SCAD’s final installation of its Art of the Mind lecture series took place Wednesday, May 24 at Alexander Hall with a discussion from Southern Foodways Alliance Director John T. Edge. Edge read from his latest book, “The Potlikker Papers: A Food History of the Modern South,” and reflected upon the influence and role of Southern cuisine in American history.
Edge, a contributor to Garden & Gun magazine, discussed how southerners shaped America’s culinary identity, as well as how race relations have influenced the region’s food culture throughout the last six decades.
Writing Professor Harrison Scott Key was one of two speakers to introduce Edge. Key first introduced Executive Chef of The Grey, Mashama Bailey, who then introduced Edge.
“I stand before you a very confused man,” Key started. “I am called a southern writer by many but I’m not sure what that means anymore. This is good news I think. We’re ignorant of much in the South, but we know about sin even when we try hard to forget. Writers like John T. are helping us remember by looking at what’s on the supper table.”
Bailey, who opened The Grey with John O. Morisano in late 2014, recounted how she reached out to Edge for advice about the Savannah food scene.
“I don’t know John T. Edge very well,” Bailey said. “We met via email in 2014, the same that The Grey in Savannah opened. I didn’t know anyone in Savannah, let alone the South. When I moved here, my only confidants were my business partner and his wife, and the three of us had no idea what we were getting ourselves into.”
Bailey described how when she first contacted Edge, she had only been in Georgia for a few months. She told him who she was, why she came to Georgia and how she admired him and his work with the Southern Food Alliance (SFA).
“But I talked about my experiences and how we wanted to add something to the Southern food conversation,” Bailey said. “I concluded my email by extending him an invitation to the opening of The Grey slated for sometime in October. A few days later, John T. Edge respectfully declined my invitation to our opening due to conflicts with the SFA, but he was happy about us being in Savannah, and he thanked me for the kind words and the good note. He also wondered if we would be interested in becoming members of the SFA. Later that week we joined.”
Shortly after this digital interaction, Bailey sent a follow-up email to Edge, but this time, she specifically asked for his help.
“I needed contacts, and I needed to know where to buy good food,” Bailey said. “We’re surrounded by it, but it’s so hidden and I just needed a friend. So he responded with an open dialogue.
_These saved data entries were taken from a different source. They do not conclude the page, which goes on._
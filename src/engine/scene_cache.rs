//! Materializes scenes so the engine can load them by path.
//!
//! URL scenes are passed through untouched. Inline scenes (YAML posted as the request body) are
//! written once to `<cache_dir>/<md5>.yaml`, keyed by the MD5 of their content, so identical bodies
//! share a file and the engine never sees two ids for the same content.

use std::collections::HashMap;
use std::fs;
use std::io::Write;
use std::path::{Path, PathBuf};

use log::info;
use md5::{Digest, Md5};
use tempfile::NamedTempFile;

use crate::errors::RenderError;
use crate::request::SceneSource;

/// A scene the engine can load.
#[derive(Debug, Clone, PartialEq, Eq)]
pub struct ResolvedScene {
    /// Identity compared against the view state: the URL, or the content hash
    pub id: String,
    /// What to hand to `MapEngine::load_scene`
    pub path: String,
}

#[derive(Debug)]
pub struct SceneCache {
    dir: PathBuf,
    entries: HashMap<String, PathBuf>,
}

impl SceneCache {
    pub fn new<P: Into<PathBuf>>(dir: P) -> Self {
        Self { dir: dir.into(), entries: HashMap::new() }
    }

    pub fn dir(&self) -> &Path {
        &self.dir
    }

    /// Number of inline scenes written so far.
    pub fn len(&self) -> usize {
        self.entries.len()
    }

    pub fn is_empty(&self) -> bool {
        self.entries.is_empty()
    }

    /// File backing the inline scene with content hash `id`.
    pub fn path_of(&self, id: &str) -> Option<&Path> {
        self.entries.get(id).map(PathBuf::as_path)
    }

    pub fn resolve(&mut self, scene: &SceneSource) -> Result<ResolvedScene, RenderError> {
        match scene {
            SceneSource::Url(url) => Ok(ResolvedScene { id: url.clone(), path: url.clone() }),
            SceneSource::Inline(body) => {
                let id = md5_hex(body);
                let path = match self.entries.get(&id) {
                    Some(path) => path.clone(),
                    None => {
                        let path = self.write(&id, body)?;
                        self.entries.insert(id.clone(), path.clone());
                        path
                    }
                };
                Ok(ResolvedScene { id, path: path.to_string_lossy().into_owned() })
            }
        }
    }

    /// Writes `body` beside its final name and renames it into place, so workers sharing
    /// `dir` never read a partially written scene.
    fn write(&self, id: &str, body: &[u8]) -> Result<PathBuf, RenderError> {
        let path = self.dir.join(format!("{id}.yaml"));
        let io_err = |source| RenderError::Io { path: path.clone(), source };

        fs::create_dir_all(&self.dir).map_err(io_err)?;
        let mut tmp = NamedTempFile::new_in(&self.dir).map_err(io_err)?;
        tmp.write_all(body).map_err(io_err)?;
        tmp.persist(&path).map_err(|e| io_err(e.error))?;

        info!("cached inline scene at {}", path.display());
        Ok(path)
    }
}

/// Lowercase hex MD5 of `bytes`.
pub fn md5_hex(bytes: &[u8]) -> String {
    hex::encode(Md5::digest(bytes))
}

#[cfg(test)]
mod tests {
    use std::sync::atomic::{AtomicBool, Ordering};
    use std::sync::Arc;
    use std::thread;

    use super::*;

    #[test]
    fn md5_matches_known_digests() {
        assert_eq!(md5_hex(b""), "d41d8cd98f00b204e9800998ecf8427e");
        assert_eq!(md5_hex(b"abc"), "900150983cd24fb0d6963f7d28e17f72");
    }

    #[test]
    fn url_scenes_skip_the_filesystem() {
        let dir = tempfile::tempdir().unwrap();
        let mut cache = SceneCache::new(dir.path().join("cache"));

        let scene = cache.resolve(&SceneSource::Url("http://e/s.yaml".into())).unwrap();
        assert_eq!(scene.id, "http://e/s.yaml");
        assert_eq!(scene.path, "http://e/s.yaml");
        assert!(cache.is_empty());
        assert!(!dir.path().join("cache").exists());
    }

    #[test]
    fn identical_bodies_share_one_file() {
        let dir = tempfile::tempdir().unwrap();
        let mut cache = SceneCache::new(dir.path());

        let body = b"sources:\n  osm: {}\n".to_vec();
        let a = cache.resolve(&SceneSource::Inline(body.clone())).unwrap();
        let b = cache.resolve(&SceneSource::Inline(body.clone())).unwrap();

        assert_eq!(a, b);
        assert_eq!(a.id, md5_hex(&body));
        assert_eq!(cache.len(), 1);

        let on_disk = fs::read(cache.path_of(&a.id).unwrap()).unwrap();
        assert_eq!(md5_hex(&on_disk), a.id);
    }

    #[test]
    fn one_byte_difference_gives_a_new_scene() {
        let dir = tempfile::tempdir().unwrap();
        let mut cache = SceneCache::new(dir.path());

        let a = cache.resolve(&SceneSource::Inline(b"zoom: 1".to_vec())).unwrap();
        let b = cache.resolve(&SceneSource::Inline(b"zoom: 2".to_vec())).unwrap();

        assert_ne!(a.id, b.id);
        assert_ne!(a.path, b.path);
        assert_eq!(cache.len(), 2);
        assert!(a.path.ends_with(&format!("{}.yaml", a.id)));
    }

    #[test]
    fn readers_never_see_a_partial_scene_while_another_worker_rewrites_it() {
        let dir = tempfile::tempdir().unwrap();
        let body: Vec<u8> = (0..4 * 1024 * 1024u32).map(|i| (i % 251) as u8).collect();
        let id = md5_hex(&body);
        let path = SceneCache::new(dir.path()).resolve(&SceneSource::Inline(body.clone())).unwrap().path;

        let done = Arc::new(AtomicBool::new(false));
        let reader = {
            let done = done.clone();
            let path = path.clone();
            thread::spawn(move || {
                let mut reads = 0;
                loop {
                    let on_disk = fs::read(&path).unwrap();
                    assert_eq!(on_disk.len(), 4 * 1024 * 1024, "read a truncated scene");
                    reads += 1;
                    if done.load(Ordering::Relaxed) {
                        return reads;
                    }
                }
            })
        };

        for _ in 0..50 {
            let mut other = SceneCache::new(dir.path());
            let scene = other.resolve(&SceneSource::Inline(body.clone())).unwrap();
            assert_eq!(scene.id, id);
        }
        done.store(true, Ordering::Relaxed);

        assert!(reader.join().unwrap() > 0);
        assert_eq!(md5_hex(&fs::read(&path).unwrap()), id);
        let leftovers = fs::read_dir(dir.path()).unwrap().count();
        assert_eq!(leftovers, 1, "temporary files should be renamed away");
    }

    #[test]
    fn unwritable_directory_is_an_io_error() {
        let dir = tempfile::tempdir().unwrap();
        let blocker = dir.path().join("not-a-dir");
        fs::write(&blocker, "file").unwrap();

        let mut cache = SceneCache::new(&blocker);
        let err = cache.resolve(&SceneSource::Inline(b"x".to_vec())).unwrap_err();
        assert!(matches!(err, RenderError::Io { .. }));
        assert!(cache.is_empty());
    }
}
John T. and the SFA have included The Grey in many things that followed that email introduction.”
Following Bailey’s introduction, Edge took the podium and began is Southern food conversation. For the next 40 minutes, Edge took his audience on a swift and engaging tour of the South, its history and the role food played throughout that timeframe.
“I came here wanting to come here because of the example set by Mashama [Bailey] and John Morisano,” Edge said. “I came here because I’m a Georgia boy. I grew up down the road in Clinton, Georgia, just outside of Macon, and to come back to Georgia is its own kind of homecoming and I feel it in the room and I appreciate the warmth of the room.”
The South, as Edge explained, has evolved dramatically over the last 60 years, as Edge details in his book.
“Mashama talked about change and progress,” Edge said. “The South of the 60 years of the story I tell, 1955 to 2015, has changed briskly. It’s changed fitfully too. We’ve backslid a whole bunch, and yet the arc is long. Food is one of the ways to apprehend that arc, and that’s what I’ve attempted with this book.”
Throughout Edge’s lecture, he discussed the influence of Southern cooks, particularly women who made an impact in the Southern community. At one point, Edge mentioned Georgia Gilmore, a cook in Montgomery, Alabama who participated in the Montgomery Bus Boycotts in 1955.
“When Dr. [Martin Luther] King stepped to the stage as the president of the Montgomery Improvement Association, when Rosa Parks stepped to the stage to applause for refusing to step to the back of the bus, Georgia Gilmore was at that first meeting,” Edge said. “She recognized like so many African American women that . . . if the cooks and maids of Montgomery were willing to quit the buses of Montgomery, the cooks and maids of Montgomery, to drive this alternate transportation system, would need gas in the cars, gas in the station wagons, would need new breaks as those station wagons traversed Montgomery, delivering the black cooks and maids of Montgomery to their jobs.”
Edge explained Gilmore’s involvement in this historical movement and her occupation as a cook made her the perfect subject for the beginning of his book.
“Georgia Gilmore was a fierce and bright and demanding woman,” Edge said. “Before she became a cook, she literally laid tracks on the railroad. Georgia Gilmore was a midwife. Georgia Gilmore used the skills she learned cooking both for her black family and for white families for whom she cooked and white restaurants where she cooked. She used those skills to leverage change in the South and she is the beginning of my book and the beginning of change in the American South.”